The Partnership for Advanced Computational Infrastructure – Research Experiences for Undergraduates (PACI REU) Program is designed to encourage interactions among students and scientific mentors working on common projects. The program hopes to engage a diversified pool of talented undergraduate computational science research students with PACI partners. Its goal is to develop the next generation of computational scientists.
“This program is a wonderful opportunity to expose talented undergraduates to opportunities in innovative research,” said Scott Lathrop, NCSA Education, Outreach, and Training Division Associate Director.
The PACI REU grant will allow OSC to take the next step in developing tools outlined in the Global Grid Forum (GGF). GGF is a group that is developing documentation on grid technology specifications and best practices.
“Establishing grid computing environments changes the user services staff’s primary role. Additional tools and analysis techniques will be required to effectively support the grid user community,” said Jim Giuliani, OSC Systems Engineer and Project Lead for GGF’s Grid User Services Research Group. “Through our work with the Global Grid Forum, OSC is able to take an active role in defining the grid user support system structure.”
The purpose of PACI REU is to develop additional utilities to support users in a production Grid environment. High performance computing centers have support staff members in place to aid users with problems developing applications on one of their platforms. Most support staff members have an assortment of debugging and analysis software tools at their disposal to assist in diagnosing the causes of various problems. As computational Grids move from research projects to production systems, support staff members must have the proper software tools to diagnose user problems. While some of the existing software tools can be applied to Grid environments, additional tools will be needed.

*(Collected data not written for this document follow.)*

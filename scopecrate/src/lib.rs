//! Tenant-scoped collection queries for Sea-ORM backed APIs.
//!
//! ```rust,ignore
//! let registry = EntityRegistry::builder()
//!     .register::<Organization>()
//!     .register::<User>()
//!     .register::<Project>()
//!     .build()?;
//! let engine = CollectionQueryEngine::new(Arc::new(registry));
//!
//! let request = CollectionRequest::new(&current_user)
//!     .page(2)
//!     .filter("(name:apollo owner:smith) created_at:>=2024-01-01");
//! let page = engine.list::<Project, _, _>(&db, &request).await?;
//! ```

pub mod config;
pub mod core;
pub mod descriptor;
pub mod errors;
pub mod filtering;
pub mod models;
pub mod scope;

pub use config::EngineConfig;
pub use crate::core::{CollectionQueryEngine, ScopedResource, ScopedSelect};
pub use descriptor::{EntityDescriptor, EntityRegistry, FieldKind, LookupTarget, Ownership};
pub use errors::{EngineError, FilterError};
pub use models::{CollectionParams, CollectionRequest, CollectionResponse, OrderDirection};
pub use scope::{AccessLevel, AccessPrincipal, AccessScope};
pub use serde_with;
//! # Entity Descriptors
//!
//! A descriptor is the static, per-entity-type schema the filter compiler works
//! against: which native columns exist and what kind of value they hold, which
//! columns must never be searched, which to-one relations can be traversed, how
//! rows are ordered by default and how a row belongs to a tenant.
//!
//! Descriptors are derived from Sea-ORM column metadata once at startup and are
//! never mutated afterwards. See [`EntityRegistry`] for validation.

pub mod lookup;
pub mod registry;

use std::collections::BTreeSet;

use sea_orm::{
    ColumnTrait, ColumnType, EntityName, EntityTrait, IdenStatic, Iterable, PrimaryKeyToColumn,
};

pub use lookup::{LookupTarget, RelatedLookupFn, identifier_lookup};
pub use registry::{EntityRegistry, RegistryBuilder};

/// Columns that are never searchable on any entity.
pub const DEFAULT_DENYLIST: &[&str] = &["password", "token_hash"];

/// Order column used when an entity doesn't declare one and has this field.
pub const FALLBACK_ORDER_FIELD: &str = "created_at";

/// Scalar kind of a native field. Drives value coercion in the predicate compiler.
#[derive(Debug, Clone, Copy, PartialEq, Eq)]
pub enum FieldKind {
    String,
    Number,
    Boolean,
    Timestamp,
    Json,
    Uuid,
}

impl FieldKind {
    /// Map a Sea-ORM column type onto a filterable kind.
    ///
    /// Returns `None` for column types the filter language can't address
    /// (binary blobs, arrays, network types, custom types).
    #[must_use]
    pub fn from_column_type(column_type: &ColumnType) -> Option<Self> {
        match column_type {
            ColumnType::Char(_) | ColumnType::String(_) | ColumnType::Text => Some(Self::String),
            ColumnType::TinyInteger
            | ColumnType::SmallInteger
            | ColumnType::Integer
            | ColumnType::BigInteger
            | ColumnType::TinyUnsigned
            | ColumnType::SmallUnsigned
            | ColumnType::Unsigned
            | ColumnType::BigUnsigned
            | ColumnType::Float
            | ColumnType::Double
            | ColumnType::Decimal(_) => Some(Self::Number),
            ColumnType::Boolean => Some(Self::Boolean),
            ColumnType::DateTime
            | ColumnType::Timestamp
            | ColumnType::TimestampWithTimeZone
            | ColumnType::Date => Some(Self::Timestamp),
            ColumnType::Json | ColumnType::JsonBinary => Some(Self::Json),
            ColumnType::Uuid => Some(Self::Uuid),
            _ => None,
        }
    }
}

#[derive(Debug, Clone, PartialEq, Eq)]
pub struct FieldDef {
    pub name: String,
    pub kind: FieldKind,
}

/// A one-level, to-one relation. Joined on `{name}_id = foreign.id`.
#[derive(Debug, Clone, PartialEq, Eq)]
pub struct RelationField {
    pub name: String,
    pub foreign_entity: String,
}

impl RelationField {
    /// The local column holding the foreign identifier.
    #[must_use]
    pub fn join_key(&self) -> String {
        format!("{}_id", self.name)
    }
}

/// How rows of an entity belong to a tenant.
#[derive(Debug, Clone, PartialEq, Eq)]
pub enum Ownership {
    /// The entity carries the tenant identifier in `tenant_field`.
    Direct { tenant_field: String },
    /// The entity belongs to the tenant of the entity reached through `relation`.
    Via { relation: String },
    /// The entity *is* the tenant; its identifier is the tenant identifier.
    TenantRoot,
}

/// Static schema metadata for one entity type.
#[derive(Clone)]
pub struct EntityDescriptor {
    entity_type: String,
    table: String,
    id_field: String,
    fields: Vec<FieldDef>,
    denied: BTreeSet<String>,
    relations: Vec<RelationField>,
    default_order: Option<String>,
    ownership: Option<Ownership>,
    soft_delete: Option<String>,
    related_lookup: RelatedLookupFn,
}

impl std::fmt::Debug for EntityDescriptor {
    fn fmt(&self, f: &mut std::fmt::Formatter<'_>) -> std::fmt::Result {
        f.debug_struct("EntityDescriptor")
            .field("entity_type", &self.entity_type)
            .field("table", &self.table)
            .field("id_field", &self.id_field)
            .field("fields", &self.fields)
            .field("denied", &self.denied)
            .field("relations", &self.relations)
            .field("default_order", &self.default_order)
            .field("ownership", &self.ownership)
            .field("soft_delete", &self.soft_delete)
            .finish_non_exhaustive()
    }
}

impl EntityDescriptor {
    /// Start a descriptor by hand. Mostly useful in tests; entities normally go
    /// through [`EntityDescriptor::from_entity`].
    pub fn new(
        entity_type: impl Into<String>,
        table: impl Into<String>,
        id_field: impl Into<String>,
    ) -> Self {
        Self {
            entity_type: entity_type.into(),
            table: table.into(),
            id_field: id_field.into(),
            fields: Vec::new(),
            denied: DEFAULT_DENYLIST.iter().map(|f| (*f).to_string()).collect(),
            relations: Vec::new(),
            default_order: None,
            ownership: None,
            soft_delete: None,
            related_lookup: identifier_lookup,
        }
    }

    /// Build a descriptor from a Sea-ORM entity's column metadata.
    ///
    /// Every column whose type maps to a [`FieldKind`] becomes a native field,
    /// in declaration order. The first primary key column is the identifier.
    #[must_use]
    pub fn from_entity<E: EntityTrait>(entity_type: impl Into<String>) -> Self {
        let table = E::default().table_name().to_owned();
        let id_field = E::PrimaryKey::iter()
            .next()
            .map_or_else(|| "id".to_string(), |pk| pk.into_column().as_str().to_string());

        let mut descriptor = Self::new(entity_type, table, id_field);
        for column in E::Column::iter() {
            if let Some(kind) = FieldKind::from_column_type(column.def().get_column_type()) {
                descriptor = descriptor.field(column.as_str(), kind);
            }
        }
        descriptor
    }

    #[must_use]
    pub fn field(mut self, name: impl Into<String>, kind: FieldKind) -> Self {
        let name = name.into();
        self.fields.retain(|f| f.name != name);
        self.fields.push(FieldDef { name, kind });
        self
    }

    /// Never allow filtering on `name`.
    #[must_use]
    pub fn deny(mut self, name: impl Into<String>) -> Self {
        self.denied.insert(name.into());
        self
    }

    /// Declare a to-one relation to `foreign_entity`, joined through `{name}_id`.
    #[must_use]
    pub fn relation(mut self, name: impl Into<String>, foreign_entity: impl Into<String>) -> Self {
        self.relations.push(RelationField {
            name: name.into(),
            foreign_entity: foreign_entity.into(),
        });
        self
    }

    #[must_use]
    pub fn order_by_default(mut self, name: impl Into<String>) -> Self {
        self.default_order = Some(name.into());
        self
    }

    #[must_use]
    pub fn owned_directly(mut self, tenant_field: impl Into<String>) -> Self {
        self.ownership = Some(Ownership::Direct {
            tenant_field: tenant_field.into(),
        });
        self
    }

    #[must_use]
    pub fn owned_via(mut self, relation: impl Into<String>) -> Self {
        self.ownership = Some(Ownership::Via {
            relation: relation.into(),
        });
        self
    }

    #[must_use]
    pub fn tenant_root(mut self) -> Self {
        self.ownership = Some(Ownership::TenantRoot);
        self
    }

    /// Rows with `name = true` are treated as deleted and never listed.
    #[must_use]
    pub fn soft_delete(mut self, name: impl Into<String>) -> Self {
        self.soft_delete = Some(name.into());
        self
    }

    #[must_use]
    pub fn with_related_lookup(mut self, lookup: RelatedLookupFn) -> Self {
        self.related_lookup = lookup;
        self
    }

    #[must_use]
    pub fn entity_type(&self) -> &str {
        &self.entity_type
    }

    #[must_use]
    pub fn table(&self) -> &str {
        &self.table
    }

    #[must_use]
    pub fn id_field(&self) -> &str {
        &self.id_field
    }

    #[must_use]
    pub fn fields(&self) -> &[FieldDef] {
        &self.fields
    }

    #[must_use]
    pub fn relations(&self) -> &[RelationField] {
        &self.relations
    }

    #[must_use]
    pub fn ownership(&self) -> Option<&Ownership> {
        self.ownership.as_ref()
    }

    #[must_use]
    pub fn soft_delete_field(&self) -> Option<&str> {
        self.soft_delete.as_deref()
    }

    #[must_use]
    pub fn related_lookup(&self) -> RelatedLookupFn {
        self.related_lookup
    }

    #[must_use]
    pub fn native_field(&self, name: &str) -> Option<&FieldDef> {
        self.fields.iter().find(|f| f.name == name)
    }

    #[must_use]
    pub fn relation_field(&self, name: &str) -> Option<&RelationField> {
        self.relations.iter().find(|r| r.name == name)
    }

    #[must_use]
    pub fn is_denied(&self, name: &str) -> bool {
        self.denied.contains(name)
    }

    /// The field rows are ordered by when the request names none (or an invalid one).
    ///
    /// Declared default first, then `created_at` if present, then the identifier.
    #[must_use]
    pub fn default_order_field(&self) -> &str {
        if let Some(field) = &self.default_order {
            return field;
        }
        if self.native_field(FALLBACK_ORDER_FIELD).is_some() {
            return FALLBACK_ORDER_FIELD;
        }
        &self.id_field
    }

    pub(crate) fn declared_default_order(&self) -> Option<&str> {
        self.default_order.as_deref()
    }
}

This project seeks to develop several user support software tools for Grid environments. By evaluating these tools on existing applications, this project will also help outline the additional support tools needed to support Grid systems.
Project goals are:
- To educate students in the fundamentals of Grid computing and the structure of Grid middleware, most specifically the Globus Toolkit.
- To understand the execution environment of Grid applications and where information is logged from each Grid service used.
- To develop a software tool that will collect all log entries for a Grid application. A method for organizing and browsing this information will also be developed.
- To develop a software tool that gives a snapshot of all resources allocated to a job.
- To develop an interface allowing support staff to interrogate specific resources dynamically and probe specifi Grid components.
- To evaluate the new software tools and determine which user services needs are met and if additional tools are needed.
Project goals follow the recommendations of the “Support Services and Tools Requirements” document being developed by Giuliani. The research student will contribute to the technical content of this document and be invited to attend the eighth GGF meeting in June, when this document will be reviewed. This project will focus on the Programming Tools & Environments area. Collaboration with the Interaction Environments area is encouraged, since possible tools may be incorporated into user environments to allow users to self-diagnose problems. Tools developed as part of this project will be tested on the Alliance Grid Testbed (AGT). OSC is a partner in the Alliance and is active in the AGT. During development, tools will also be available to Alliance TeraGrid (ATG) members and national TeraGrid production systems for evaluation and comments. AGT team members include: the Ohio Supercomputer Center, National Center for Supercomputing Applications (NCSA), Boston University, University of Kentucky, University of Wisconsin, Argonne National Laboratory, and the High Performance Computing, Education and Research Center (HPCERC) at the University of New Mexico.